Three rescued dolphins from an Indonesian sanctuary swim freely.

After years of confinement for the enjoyment of visitors who would touch and swim with them, three bottlenose dolphins were released into the free water in Indonesia on Saturday.

Underwater gates opened off the island of Bali, allowing Johnny, Rocky, and Rambo to swim freely as red and white Indonesian flags flew in the background.

After years of performing in a traveling circus, the trio was sold and rescued three years ago from their cramped pool in a resort hotel.

At the Bali sanctuary, a floating pen in a bay that offered a kinder, more natural environment, they restored their health and vitality.

Dolphins are wild animals that should be allowed to remain in the wild, according to Lincoln O'Barry, who collaborated with the Indonesian government to establish the Umah Lumba Rehabilitation, Release, and Retirement Center.

O'Barrry said it was a very sad experience to watch them leave.

The Bali Forestry Department and the Indonesian Ministry of Forestry launched the center in 2019. The Indonesian word for dolphin is umah lumba.

The dolphins stared at the opening once the gates opened for a while, unsure of what to do. But after almost an hour, they started moving, occasionally jumping across rough seas.

Through a broadcast on the internet, The Associated Press observed their release. Drones and underwater video are being used by O'Barry to capture the release for a movie.

The Dolphin Project, established by Lincoln O'Barry's father Ric O'Barry, who was also present for the release, received funding from the Indonesian government in order to save the dolphins.

Ric O'Barry worked as the dolphin trainer for the 1960s television program Flipper, but he eventually realized how much of a cost it was to the creatures. Since then, he has committed his life to helping dolphins go back into the wild.
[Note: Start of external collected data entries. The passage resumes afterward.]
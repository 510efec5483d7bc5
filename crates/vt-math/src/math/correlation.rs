//! Pearson product-moment correlation.

/// Minimum paired observations for a defined correlation.
pub const MIN_PAIRED_POINTS: usize = 3;

/// Pearson correlation of two equally long series.
///
/// Returns exactly `0.0` instead of NaN when the lengths differ, fewer than
/// [`MIN_PAIRED_POINTS`] pairs exist, or either series has zero variance.
/// The result is clamped to `[-1, 1]` to absorb rounding noise.
pub fn pearson(x: &[f64], y: &[f64]) -> f64 {
    if x.len() != y.len() || x.len() < MIN_PAIRED_POINTS {
        return 0.0;
    }
    let n = x.len() as f64;
    let mean_x = x.iter().sum::<f64>() / n;
    let mean_y = y.iter().sum::<f64>() / n;

    let mut cov = 0.0;
    let mut var_x = 0.0;
    let mut var_y = 0.0;
    for (a, b) in x.iter().zip(y) {
        let dx = a - mean_x;
        let dy = b - mean_y;
        cov += dx * dy;
        var_x += dx * dx;
        var_y += dy * dy;
    }

    let denom = (var_x * var_y).sqrt();
    if !denom.is_finite() || denom == 0.0 {
        return 0.0;
    }
    let r = cov / denom;
    if r.is_nan() {
        return 0.0;
    }
    r.clamp(-1.0, 1.0)
}
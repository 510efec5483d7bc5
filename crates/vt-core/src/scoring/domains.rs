//! Per-domain scoring formulas for learning, screen, training and sleep.
//!
//! Each function maps one day's log onto `[0, 100]`. Nutrition lives in its
//! own module because it blends several sub-scores.

use serde::{Deserialize, Serialize};

use crate::baseline::Baseline;
use vt_common::{LearningLog, ScreenLog, SleepLog, TrainingLog};
use vt_config::tunables::{LearningParams, ScreenParams, SleepParams, TrainingParams};
use vt_math::{clamp_score, logistic};

// ============================================================================
// Learning
// ============================================================================

/// Active minutes count `active_multiplier` times as much as passive ones.
pub fn effective_load(log: &LearningLog, params: &LearningParams) -> f64 {
    log.active * params.active_multiplier + log.passive
}

/// Logistic saturation of today's load against the learning baseline.
///
/// With an insufficient baseline z is 0, so the score sits at
/// `logistic(0, k, c)` regardless of minutes logged.
pub fn learning_score(log: &LearningLog, baseline: &Baseline, params: &LearningParams) -> f64 {
    let z = baseline.z_score(effective_load(log, params));
    let p = logistic(z, params.logistic_k, params.logistic_c);
    clamp_score((p * 100.0).round())
}

// ============================================================================
// Screen
// ============================================================================

/// Superlinear penalty for social and entertainment minutes.
pub fn screen_penalty(log: &ScreenLog, params: &ScreenParams) -> f64 {
    params.social_coefficient * log.social.powf(params.exponent)
        + params.entertainment_coefficient * log.entertainment.powf(params.exponent)
}

pub fn screen_score(log: &ScreenLog, params: &ScreenParams) -> f64 {
    clamp_score(100.0 - screen_penalty(log, params) + params.productive_credit * log.productive)
}

// ============================================================================
// Training
// ============================================================================

/// Quadratic fatigue factor anchored at `optimal`.
///
/// Exactly 1 at or below `optimal`; reaches 0 at twice the optimum.
pub fn fatigue_penalty(volume: f64, optimal: f64) -> f64 {
    if volume <= optimal || optimal <= 0.0 {
        return 1.0;
    }
    let excess = volume - optimal;
    (1.0 - (excess * excess) / (optimal * optimal)).max(0.0)
}

/// Volume as a percentage of the optimum, before fatigue.
pub fn training_ratio(volume: f64, params: &TrainingParams) -> f64 {
    clamp_score(volume / params.optimal_volume_kg * 100.0)
}

/// Training score. The fatigue factor only applies past the gate, even
/// though its curve is anchored at the optimum.
pub fn training_score(log: &TrainingLog, params: &TrainingParams) -> f64 {
    let volume = log.total_volume_kg;
    let ratio = training_ratio(volume, params);
    if volume > params.fatigue_gate_kg {
        clamp_score(ratio * fatigue_penalty(volume, params.optimal_volume_kg))
    } else {
        ratio
    }
}

// ============================================================================
// Sleep
// ============================================================================

/// Sleep sub-scores, exposed for inspection.
#[derive(Debug, Clone, Copy, PartialEq, Serialize, Deserialize)]
#[serde(rename_all = "camelCase")]
pub struct SleepBreakdown {
    pub duration_score: f64,
    pub quality_score: f64,
    pub nap_bonus: f64,
    pub score: f64,
}

pub fn sleep_breakdown(log: &SleepLog, params: &SleepParams) -> SleepBreakdown {
    let duration_score =
        clamp_score(100.0 - (params.target_hours - log.duration_hours) * params.hour_penalty);
    let quality_score = log.quality_score / 10.0 * 100.0;
    let nap_bonus = (log.nap_minutes / 60.0 * params.nap_points_per_hour).min(params.nap_bonus_cap);
    let score = clamp_score(
        (params.duration_weight * duration_score + params.quality_weight * quality_score + nap_bonus)
            .round(),
    );
    SleepBreakdown {
        duration_score,
        quality_score,
        nap_bonus,
        score,
    }
}

pub fn sleep_score(log: &SleepLog, params: &SleepParams) -> f64 {
    sleep_breakdown(log, params).score
}

#[cfg(test)]
mod tests {
    use super::*;

    fn approx(a: f64, b: f64, tol: f64) -> bool {
        (a - b).abs() <= tol
    }

    #[test]
    fn learning_neutral_without_history() {
        let params = LearningParams::default();
        let baseline = Baseline::fallback(0, &Default::default());
        let log = LearningLog {
            active: 120.0,
            passive: 60.0,
        };
        // logistic(0, 0.8, 0.5) = 1 / (1 + e^0.4) ≈ 0.401
        assert_eq!(learning_score(&log, &baseline, &params), 40.0);
    }

    #[test]
    fn learning_rises_with_load() {
        let params = LearningParams::default();
        let baseline = Baseline::computed(60.0, 20.0, 14);
        let light = LearningLog {
            active: 0.0,
            passive: 30.0,
        };
        let heavy = LearningLog {
            active: 90.0,
            passive: 30.0,
        };
        assert_eq!(effective_load(&heavy, &params), 165.0);
        assert!(learning_score(&heavy, &baseline, &params) > learning_score(&light, &baseline, &params));
        assert!(learning_score(&heavy, &baseline, &params) <= 100.0);
    }

    #[test]
    fn screen_penalties() {
        let params = ScreenParams::default();
        assert_eq!(screen_score(&ScreenLog::default(), &params), 100.0);

        let doom = ScreenLog {
            social: 240.0,
            entertainment: 240.0,
            productive: 0.0,
        };
        assert_eq!(screen_score(&doom, &params), 0.0);

        let light = ScreenLog {
            social: 10.0,
            entertainment: 0.0,
            productive: 60.0,
        };
        let expected = 100.0 - 0.015 * 10f64.powf(1.8) + 6.0;
        assert!(approx(screen_score(&light, &params), expected.min(100.0), 1e-9));
    }

    #[test]
    fn fatigue_penalty_values() {
        assert_eq!(fatigue_penalty(0.0, 10_000.0), 1.0);
        assert_eq!(fatigue_penalty(10_000.0, 10_000.0), 1.0);
        assert!(approx(fatigue_penalty(12_000.0, 10_000.0), 0.96, 1e-12));
        assert_eq!(fatigue_penalty(25_000.0, 10_000.0), 0.0);
    }

    #[test]
    fn training_gate_is_independent_of_anchor() {
        let params = TrainingParams::default();
        // Past the anchor but below the gate: no fatigue applied.
        let mid = TrainingLog {
            total_volume_kg: 12_000.0,
        };
        assert_eq!(training_score(&mid, &params), 100.0);

        // Past the gate: 100 * (1 - 0.25) = 75.
        let heavy = TrainingLog {
            total_volume_kg: 15_000.0 + 1e-9,
        };
        assert!(approx(training_score(&heavy, &params), 75.0, 1e-6));

        let half = TrainingLog {
            total_volume_kg: 5_000.0,
        };
        assert_eq!(training_score(&half, &params), 50.0);
    }

    #[test]
    fn sleep_perfect_night() {
        let log = SleepLog {
            duration_hours: 8.0,
            quality_score: 10.0,
            nap_minutes: 0.0,
        };
        let b = sleep_breakdown(&log, &SleepParams::default());
        assert_eq!(b.duration_score, 100.0);
        assert_eq!(b.quality_score, 100.0);
        assert_eq!(b.score, 100.0);
    }

    #[test]
    fn sleep_short_night_with_nap() {
        let log = SleepLog {
            duration_hours: 6.0,
            quality_score: 5.0,
            nap_minutes: 30.0,
        };
        let b = sleep_breakdown(&log, &SleepParams::default());
        assert_eq!(b.duration_score, 70.0);
        assert_eq!(b.quality_score, 50.0);
        assert_eq!(b.nap_bonus, 7.5);
        assert_eq!(b.score, 72.0);
    }

    #[test]
    fn sleep_nap_bonus_caps() {
        let log = SleepLog {
            duration_hours: 0.0,
            quality_score: 0.0,
            nap_minutes: 600.0,
        };
        let b = sleep_breakdown(&log, &SleepParams::default());
        assert_eq!(b.nap_bonus, 20.0);
        assert_eq!(b.score, 20.0);
    }
}
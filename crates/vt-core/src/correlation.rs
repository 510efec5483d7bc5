//! Cross-metric correlation structure.
//!
//! Pairs are aligned per date: a date contributes to the `(a, b)` cell only
//! when both metrics were recorded that day. Cells with fewer than three
//! aligned points, or with a constant series, read as 0.

use serde::{Deserialize, Serialize};
use std::collections::{BTreeMap, BTreeSet};
use tracing::debug;

use crate::logging::{event_names, Stage};
use crate::store::TimeSeriesStore;
use vt_common::{DailySnapshot, Error, Metric, Result};
use vt_config::tunables::CorrelationParams;
use vt_math::{pearson, Moments};

/// Square symmetric matrix of Pearson coefficients.
#[derive(Debug, Clone, PartialEq, Serialize, Deserialize)]
#[serde(rename_all = "camelCase")]
pub struct CorrelationMatrix {
    pub window_days: usize,
    pub metrics: Vec<Metric>,
    pub cells: BTreeMap<Metric, BTreeMap<Metric, f64>>,
}

impl CorrelationMatrix {
    /// Coefficient for `(a, b)`; 0 for metrics not in the matrix.
    pub fn get(&self, a: Metric, b: Metric) -> f64 {
        self.cells
            .get(&a)
            .and_then(|row| row.get(&b))
            .copied()
            .unwrap_or(0.0)
    }
}

/// Values of `a` and `b` on the dates where both are present.
fn aligned<'a>(
    snapshots: impl Iterator<Item = &'a DailySnapshot>,
    a: Metric,
    b: Metric,
) -> (Vec<f64>, Vec<f64>) {
    snapshots
        .filter_map(|s| Some((s.get(a)?, s.get(b)?)))
        .unzip()
}

/// Correlation matrix over an explicit list of snapshots.
pub fn correlation_matrix_of(snapshots: &[&DailySnapshot], window_days: usize) -> CorrelationMatrix {
    let mut cells = BTreeMap::new();
    for a in Metric::ALL {
        let mut row = BTreeMap::new();
        for b in Metric::ALL {
            let (x, y) = aligned(snapshots.iter().copied(), a, b);
            row.insert(b, pearson(&x, &y));
        }
        cells.insert(a, row);
    }
    CorrelationMatrix {
        window_days,
        metrics: Metric::ALL.to_vec(),
        cells,
    }
}

/// Pearson matrix of all six metrics over the last `days` archived dates.
///
/// Diagonal cells are computed like any other, so a metric with fewer than
/// three points or no variance has 0 on the diagonal.
pub fn generate_correlation_matrix(store: &TimeSeriesStore, days: usize) -> CorrelationMatrix {
    let snapshots: Vec<&DailySnapshot> = store.recent(days).collect();
    correlation_matrix_of(&snapshots, days)
}

/// Qualitative size of a coefficient.
#[derive(Debug, Clone, Copy, PartialEq, Eq, Serialize, Deserialize)]
#[serde(rename_all = "lowercase")]
pub enum Strength {
    Strong,
    Moderate,
    Weak,
}

impl Strength {
    pub fn classify(r: f64, params: &CorrelationParams) -> Self {
        let r = r.abs();
        if r >= params.strong_threshold {
            Strength::Strong
        } else if r >= params.moderate_threshold {
            Strength::Moderate
        } else {
            Strength::Weak
        }
    }
}

#[derive(Debug, Clone, Copy, PartialEq, Eq, Serialize, Deserialize)]
#[serde(rename_all = "lowercase")]
pub enum Direction {
    Positive,
    Negative,
    None,
}

impl Direction {
    pub fn of(r: f64) -> Self {
        if r > 0.0 {
            Direction::Positive
        } else if r < 0.0 {
            Direction::Negative
        } else {
            Direction::None
        }
    }
}

/// One unordered metric pair.
#[derive(Debug, Clone, Copy, PartialEq, Serialize, Deserialize)]
#[serde(rename_all = "camelCase")]
pub struct CorrelationPair {
    pub metric_a: Metric,
    pub metric_b: Metric,
    pub coefficient: f64,
    pub strength: Strength,
    pub direction: Direction,
}

/// Off-diagonal pairs sorted by `|r|` descending, at most `params.top_pairs`.
///
/// `(a, b)` and `(b, a)` are the same pair and appear once, keyed in metric
/// order. Ties keep metric order.
pub fn find_strongest_correlations(
    matrix: &CorrelationMatrix,
    params: &CorrelationParams,
) -> Vec<CorrelationPair> {
    let mut seen = BTreeSet::new();
    let mut pairs = Vec::new();
    for (&a, row) in &matrix.cells {
        for (&b, &r) in row {
            if a == b {
                continue;
            }
            let key = if a < b { (a, b) } else { (b, a) };
            if !seen.insert(key) {
                continue;
            }
            pairs.push(CorrelationPair {
                metric_a: key.0,
                metric_b: key.1,
                coefficient: r,
                strength: Strength::classify(r, params),
                direction: Direction::of(r),
            });
        }
    }
    pairs.sort_by(|x, y| y.coefficient.abs().total_cmp(&x.coefficient.abs()));
    pairs.truncate(params.top_pairs);
    pairs
}

/// Standardized effect of one predictor on the target.
#[derive(Debug, Clone, Copy, PartialEq, Serialize, Deserialize)]
#[serde(rename_all = "camelCase")]
pub struct PredictorEffect {
    pub metric: Metric,
    pub correlation: f64,
    /// `r · (sd_y / sd_x)`, each standard deviation floored.
    pub beta: f64,
}

#[derive(Debug, Clone, PartialEq, Serialize, Deserialize)]
#[serde(rename_all = "camelCase")]
pub struct RegressionReport {
    pub target: Metric,
    pub sample_size: usize,
    /// Sorted by `|beta|` descending.
    pub predictors: Vec<PredictorEffect>,
}

/// Per-predictor effects on `target` over complete cases.
///
/// A date is a complete case when the target and every predictor were
/// recorded. With fewer than `params.min_regression_cases` complete cases
/// the result is [`Error::InsufficientData`]. The target is dropped from
/// the predictor list if present.
pub fn multi_variate_regression(
    store: &TimeSeriesStore,
    target: Metric,
    predictors: &[Metric],
    params: &CorrelationParams,
) -> Result<RegressionReport> {
    let mut unique: Vec<Metric> = Vec::new();
    for &p in predictors {
        if p != target && !unique.contains(&p) {
            unique.push(p);
        }
    }
    if unique.is_empty() {
        return Err(Error::invalid(
            "predictors",
            "at least one predictor other than the target is required",
        ));
    }

    let complete: Vec<&DailySnapshot> = store
        .recent(params.window_days)
        .filter(|s| s.get(target).is_some() && unique.iter().all(|&p| s.get(p).is_some()))
        .collect();

    if complete.len() < params.min_regression_cases {
        debug!(
            event = event_names::REGRESSION_INSUFFICIENT,
            stage = %Stage::Correlate,
            %target,
            cases = complete.len(),
            required = params.min_regression_cases,
            "not enough complete cases for regression"
        );
        return Err(Error::insufficient(
            "regression",
            params.min_regression_cases,
            complete.len(),
        ));
    }

    let y: Vec<f64> = complete.iter().filter_map(|s| s.get(target)).collect();
    let sd_y = Moments::of(&y)
        .map(|m| m.std_dev_floored(params.min_std_dev))
        .unwrap_or(params.min_std_dev);

    let mut effects: Vec<PredictorEffect> = unique
        .iter()
        .map(|&metric| {
            let x: Vec<f64> = complete.iter().filter_map(|s| s.get(metric)).collect();
            let r = pearson(&x, &y);
            let sd_x = Moments::of(&x)
                .map(|m| m.std_dev_floored(params.min_std_dev))
                .unwrap_or(params.min_std_dev);
            PredictorEffect {
                metric,
                correlation: r,
                beta: r * (sd_y / sd_x),
            }
        })
        .collect();
    effects.sort_by(|a, b| b.beta.abs().total_cmp(&a.beta.abs()));

    Ok(RegressionReport {
        target,
        sample_size: complete.len(),
        predictors: effects,
    })
}
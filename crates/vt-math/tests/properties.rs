//! Property-based tests for vt-math numerical functions.
//!
//! Uses proptest to verify mathematical properties hold across many random inputs.

use proptest::prelude::*;
use vt_math::{
    clamp_score, logistic, ols_indexed, pearson, weighted_geometric_mean, Gaussian, Moments,
};

/// Tolerance for floating point comparisons.
const TOL: f64 = 1e-9;

// ============================================================================
// logistic properties
// ============================================================================

proptest! {
    #![proptest_config(ProptestConfig::with_cases(1000))]

    /// Monotonically non-decreasing in z for k > 0.
    #[test]
    fn logistic_monotone(a in -50.0..50.0f64, b in -50.0..50.0f64, k in 0.01..5.0f64, c in -5.0..5.0f64) {
        let (lo, hi) = if a <= b { (a, b) } else { (b, a) };
        prop_assert!(logistic(lo, k, c) <= logistic(hi, k, c));
    }

    /// Output stays inside [0, 1] even for extreme arguments.
    #[test]
    fn logistic_bounded(z in -1e6..1e6f64, k in 0.01..10.0f64) {
        let v = logistic(z, k, 0.5);
        prop_assert!((0.0..=1.0).contains(&v), "logistic({})={}", z, v);
    }

    /// Symmetry: σ(c + d) + σ(c - d) = 1.
    #[test]
    fn logistic_symmetric(d in -20.0..20.0f64, k in 0.1..3.0f64, c in -5.0..5.0f64) {
        let sum = logistic(c + d, k, c) + logistic(c - d, k, c);
        prop_assert!((sum - 1.0).abs() < TOL);
    }
}

// ============================================================================
// geometric mean properties
// ============================================================================

proptest! {
    #![proptest_config(ProptestConfig::with_cases(500))]

    /// Equal scores collapse to that score regardless of weights.
    #[test]
    fn geometric_mean_of_constant(v in 1.0..100.0f64, w in prop::collection::vec(0.1..3.0f64, 1..8)) {
        let values = vec![v; w.len()];
        let gm = weighted_geometric_mean(&values, &w).unwrap();
        prop_assert!((gm - v).abs() < 1e-9 * v.max(1.0));
    }

    /// Result lies between the floored min and max inputs.
    #[test]
    fn geometric_mean_between_extremes(values in prop::collection::vec(0.0..100.0f64, 1..8)) {
        let weights = vec![1.0; values.len()];
        let gm = weighted_geometric_mean(&values, &weights).unwrap();
        let lo = values.iter().cloned().fold(f64::INFINITY, f64::min).max(1.0);
        let hi = values.iter().cloned().fold(f64::NEG_INFINITY, f64::max).max(1.0);
        prop_assert!(gm >= lo - TOL && gm <= hi + TOL, "gm={} lo={} hi={}", gm, lo, hi);
    }

    /// A zero entry pulls the mean below the mean of the remaining entries.
    #[test]
    fn geometric_mean_zero_drags(rest in prop::collection::vec(2.0..100.0f64, 1..6), w0 in 0.1..3.0f64) {
        let rest_weights = vec![1.0; rest.len()];
        let without = weighted_geometric_mean(&rest, &rest_weights).unwrap();

        let mut values = vec![0.0];
        values.extend(&rest);
        let mut weights = vec![w0];
        weights.extend(&rest_weights);
        let with_zero = weighted_geometric_mean(&values, &weights).unwrap();

        prop_assert!(with_zero > 0.0);
        prop_assert!(with_zero < without);
    }
}

// ============================================================================
// correlation / regression properties
// ============================================================================

proptest! {
    #![proptest_config(ProptestConfig::with_cases(500))]

    /// Pearson is symmetric and bounded.
    #[test]
    fn pearson_symmetric_bounded(pairs in prop::collection::vec((0.0..100.0f64, 0.0..100.0f64), 0..30)) {
        let x: Vec<f64> = pairs.iter().map(|p| p.0).collect();
        let y: Vec<f64> = pairs.iter().map(|p| p.1).collect();
        let r_xy = pearson(&x, &y);
        let r_yx = pearson(&y, &x);
        prop_assert!((r_xy - r_yx).abs() < TOL);
        prop_assert!((-1.0..=1.0).contains(&r_xy));
        if x.len() < 3 {
            prop_assert_eq!(r_xy, 0.0);
        }
    }

    /// Pearson is invariant to positive affine transforms.
    #[test]
    fn pearson_affine_invariant(
        pairs in prop::collection::vec((0.0..100.0f64, 0.0..100.0f64), 3..30),
        scale in 0.1..10.0f64,
        shift in -50.0..50.0f64,
    ) {
        let x: Vec<f64> = pairs.iter().map(|p| p.0).collect();
        let y: Vec<f64> = pairs.iter().map(|p| p.1).collect();
        let x2: Vec<f64> = x.iter().map(|v| v * scale + shift).collect();
        prop_assert!((pearson(&x, &y) - pearson(&x2, &y)).abs() < 1e-6);
    }

    /// OLS recovers an exact line.
    #[test]
    fn ols_recovers_line(slope in -5.0..5.0f64, intercept in -50.0..50.0f64, n in 2usize..40) {
        let y: Vec<f64> = (0..n).map(|i| slope * i as f64 + intercept).collect();
        let fit = ols_indexed(&y).unwrap();
        prop_assert!((fit.slope - slope).abs() < 1e-6);
        prop_assert!((fit.intercept - intercept).abs() < 1e-6);
    }

    /// Population variance is non-negative and zero for constant samples.
    #[test]
    fn moments_nonnegative(values in prop::collection::vec(-1e3..1e3f64, 1..50)) {
        let m = Moments::of(&values).unwrap();
        prop_assert!(m.variance >= 0.0);
        prop_assert!(m.std_dev_floored(1.0) >= 1.0);
    }

    /// Posterior mean lies between the prior and likelihood means.
    #[test]
    fn fusion_mean_between(
        m1 in 0.0..100.0f64, v1 in 1.0..500.0f64,
        m2 in 0.0..100.0f64, v2 in 1.0..500.0f64,
    ) {
        let post = Gaussian::new(m1, v1).fuse(&Gaussian::new(m2, v2));
        prop_assert!(post.mean >= m1.min(m2) - TOL && post.mean <= m1.max(m2) + TOL);
        prop_assert!(post.variance <= v1.min(v2) + TOL);
    }

    /// clamp_score always lands in range.
    #[test]
    fn clamp_score_in_range(v in prop::num::f64::ANY) {
        let c = clamp_score(v);
        prop_assert!((0.0..=100.0).contains(&c));
    }
}
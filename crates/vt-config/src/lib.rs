//! Vitals configuration loading and validation.
//!
//! This crate provides:
//! - Typed tunables for every scoring and inference constant
//! - Config resolution (CLI → env → XDG → defaults)
//! - Semantic validation
//! - JSON schema export for the tunables file

pub mod resolve;
pub mod tunables;
pub mod validate;

pub use resolve::{default_archive_path, load_tunables, resolve_tunables_path, ConfigSource, LoadedTunables};
pub use tunables::Tunables;
pub use validate::{validate_tunables, ValidationError, ValidationResult};

/// Schema version for configuration files.
pub const CONFIG_SCHEMA_VERSION: &str = "1.0.0";

/// JSON schema describing the tunables file.
pub fn tunables_schema() -> serde_json::Value {
    let schema = schemars::schema_for!(Tunables);
    serde_json::to_value(&schema).unwrap_or(serde_json::Value::Null)
}
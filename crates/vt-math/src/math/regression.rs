//! Ordinary least squares for a single regressor.

use serde::{Deserialize, Serialize};

/// Fitted line `y = slope * x + intercept`.
#[derive(Debug, Clone, Copy, PartialEq, Serialize, Deserialize)]
pub struct LinearFit {
    pub slope: f64,
    pub intercept: f64,
    /// Coefficient of determination; 0 when `y` has no variance.
    pub r_squared: f64,
    /// Number of points used.
    pub n: usize,
}

impl LinearFit {
    /// Evaluate the fitted line at `x`.
    pub fn predict(&self, x: f64) -> f64 {
        self.slope * x + self.intercept
    }
}

/// Fit OLS to `(x, y)` pairs.
///
/// Returns `None` for fewer than two points or mismatched lengths. When all
/// `x` coincide the slope is 0 and the intercept is the mean of `y`.
pub fn ols(x: &[f64], y: &[f64]) -> Option<LinearFit> {
    if x.len() != y.len() || x.len() < 2 {
        return None;
    }
    let n = x.len() as f64;
    let mean_x = x.iter().sum::<f64>() / n;
    let mean_y = y.iter().sum::<f64>() / n;

    let mut sxx = 0.0;
    let mut sxy = 0.0;
    let mut syy = 0.0;
    for (a, b) in x.iter().zip(y) {
        let dx = a - mean_x;
        let dy = b - mean_y;
        sxx += dx * dx;
        sxy += dx * dy;
        syy += dy * dy;
    }

    let slope = if sxx > 0.0 { sxy / sxx } else { 0.0 };
    let intercept = mean_y - slope * mean_x;
    let r_squared = if sxx > 0.0 && syy > 0.0 {
        ((sxy * sxy) / (sxx * syy)).clamp(0.0, 1.0)
    } else {
        0.0
    };

    Some(LinearFit {
        slope,
        intercept,
        r_squared,
        n: x.len(),
    })
}

/// Fit OLS against index positions `0, 1, .., n-1`.
pub fn ols_indexed(y: &[f64]) -> Option<LinearFit> {
    let x: Vec<f64> = (0..y.len()).map(|i| i as f64).collect();
    ols(&x, y)
}
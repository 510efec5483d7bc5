//! Population moments over finite samples.

use serde::{Deserialize, Serialize};

/// Mean and population spread of a sample.
#[derive(Debug, Clone, Copy, PartialEq, Serialize, Deserialize)]
pub struct Moments {
    /// Number of finite values used.
    pub n: usize,
    pub mean: f64,
    /// Population variance (divides by `n`).
    pub variance: f64,
}

impl Moments {
    /// Compute moments over the finite entries of `values`.
    ///
    /// Returns `None` when no finite value is present.
    pub fn of(values: &[f64]) -> Option<Self> {
        let finite: Vec<f64> = values.iter().copied().filter(|v| v.is_finite()).collect();
        if finite.is_empty() {
            return None;
        }
        let n = finite.len() as f64;
        let mean = finite.iter().sum::<f64>() / n;
        let variance = finite.iter().map(|v| (v - mean).powi(2)).sum::<f64>() / n;
        Some(Self {
            n: finite.len(),
            mean,
            variance,
        })
    }

    /// Population standard deviation.
    pub fn std_dev(&self) -> f64 {
        self.variance.sqrt()
    }

    /// Standard deviation floored at `floor`.
    pub fn std_dev_floored(&self, floor: f64) -> f64 {
        self.std_dev().max(floor)
    }

    /// Variance floored at `floor`.
    pub fn variance_floored(&self, floor: f64) -> f64 {
        self.variance.max(floor)
    }
}

/// Arithmetic mean; `None` for empty input.
pub fn mean(values: &[f64]) -> Option<f64> {
    Moments::of(values).map(|m| m.mean)
}

/// Population standard deviation; `0.0` for empty input.
pub fn population_std_dev(values: &[f64]) -> f64 {
    Moments::of(values).map(|m| m.std_dev()).unwrap_or(0.0)
}
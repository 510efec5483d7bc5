//! Conjugate Gaussian updates in precision form.

use serde::{Deserialize, Serialize};

/// A normal belief `N(mean, variance)`.
#[derive(Debug, Clone, Copy, PartialEq, Serialize, Deserialize)]
pub struct Gaussian {
    pub mean: f64,
    pub variance: f64,
}

impl Gaussian {
    pub fn new(mean: f64, variance: f64) -> Self {
        Self { mean, variance }
    }

    /// Inverse variance. Infinite for a degenerate (zero-variance) belief.
    pub fn precision(&self) -> f64 {
        1.0 / self.variance
    }

    pub fn std_dev(&self) -> f64 {
        self.variance.sqrt()
    }

    /// Precision-weighted fusion with an independent Gaussian likelihood.
    ///
    /// `posterior_precision = 1/σ²_prior + 1/σ²_like` and the posterior mean
    /// is the precision-weighted average of the two means. Both variances
    /// must be positive; callers floor them before fusing.
    pub fn fuse(&self, likelihood: &Gaussian) -> Gaussian {
        let prior_precision = self.precision();
        let likelihood_precision = likelihood.precision();
        let posterior_precision = prior_precision + likelihood_precision;
        let mean = (prior_precision * self.mean + likelihood_precision * likelihood.mean)
            / posterior_precision;
        Gaussian {
            mean,
            variance: 1.0 / posterior_precision,
        }
    }
}
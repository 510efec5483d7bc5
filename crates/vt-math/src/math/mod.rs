//! Core math modules.

pub mod correlation;
pub mod gaussian;
pub mod moments;
pub mod regression;
pub mod stable;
The dolphins swam out, and the staff members applauded. The facility's rehabilitation coordinator, Wahyu Lestari, said that she was a little sad to see them go.

She replied, I'm glad they're free and going back to their family. They belong in the wild because that is where they were created.

For a year, GPS tracking will be used to monitor the released dolphins at sea. They are welcome to visit the refuge again, but it's not clear what they will do there. They might stay together, move on to another pod, or go their separate ways.

Dolphins maintained in captivity are frequently injured because they are transported from town to town, kept in chlorine water, held alone, or made to interact with people.

When Johnny, the eldest dolphin, was saved in 2019, his teeth were worn all the way down to the gum line. He received dental crowns resembling dolphins earlier this year, allowing him to now tightly control live fish.

Of the three dolphins, Johnny was the first to swim out to sea.

For fifty years, Ric and Lincoln O'Barry have worked to free dolphins from captivity in countries like Brazil, South Korea, and the United States. Their first release in Indonesia was on Saturday.

Following a ten-year public education effort that included billboards, artwork, school programs, and a push to discourage people from purchasing tickets to dolphin exhibitions, the Indonesian government decided to save the dolphins.

On Saturday, a government minister was on hand to open the sanctuary's gate.

The sanctuary in Indonesia will still be used to house additional captive dolphins, according to Lincoln O'Barry. As more dolphin shows close, similar sanctuaries are being planned in North America and Europe. He claimed that thanks to technology like virtual reality, visiting a zoo or a dolphin show is no longer necessary to appreciate nature.

The Middle East, China, and Japan are all still places where people enjoy dolphin exhibitions.
The dolphin hunt in the town of Taiji, which was the subject of the 2010 Oscar-winning film The Cove, has received attention in Japan thanks to the father and son. Every year, fisherman scare dolphins into a cove where they confine them, sell some of them to dolphin shows, and slaughter others to use as food.
In Japanese culinary heritage, whale and dolphin meat is prized as a delicacy. But Taiji has long been the target of criticism from environmentalists, including some Japanese.

Within a few miles kilometers of Indonesia, the three dolphins had been released. They encircled the sanctuary though before they departed.

They circled back and approached us once again, as if to thank us and bid us farewell. They immediately headed out to sea, where they vanished, according to Lincoln O'Barry.

We don't know where they're going next. However, we wish them health and longevity.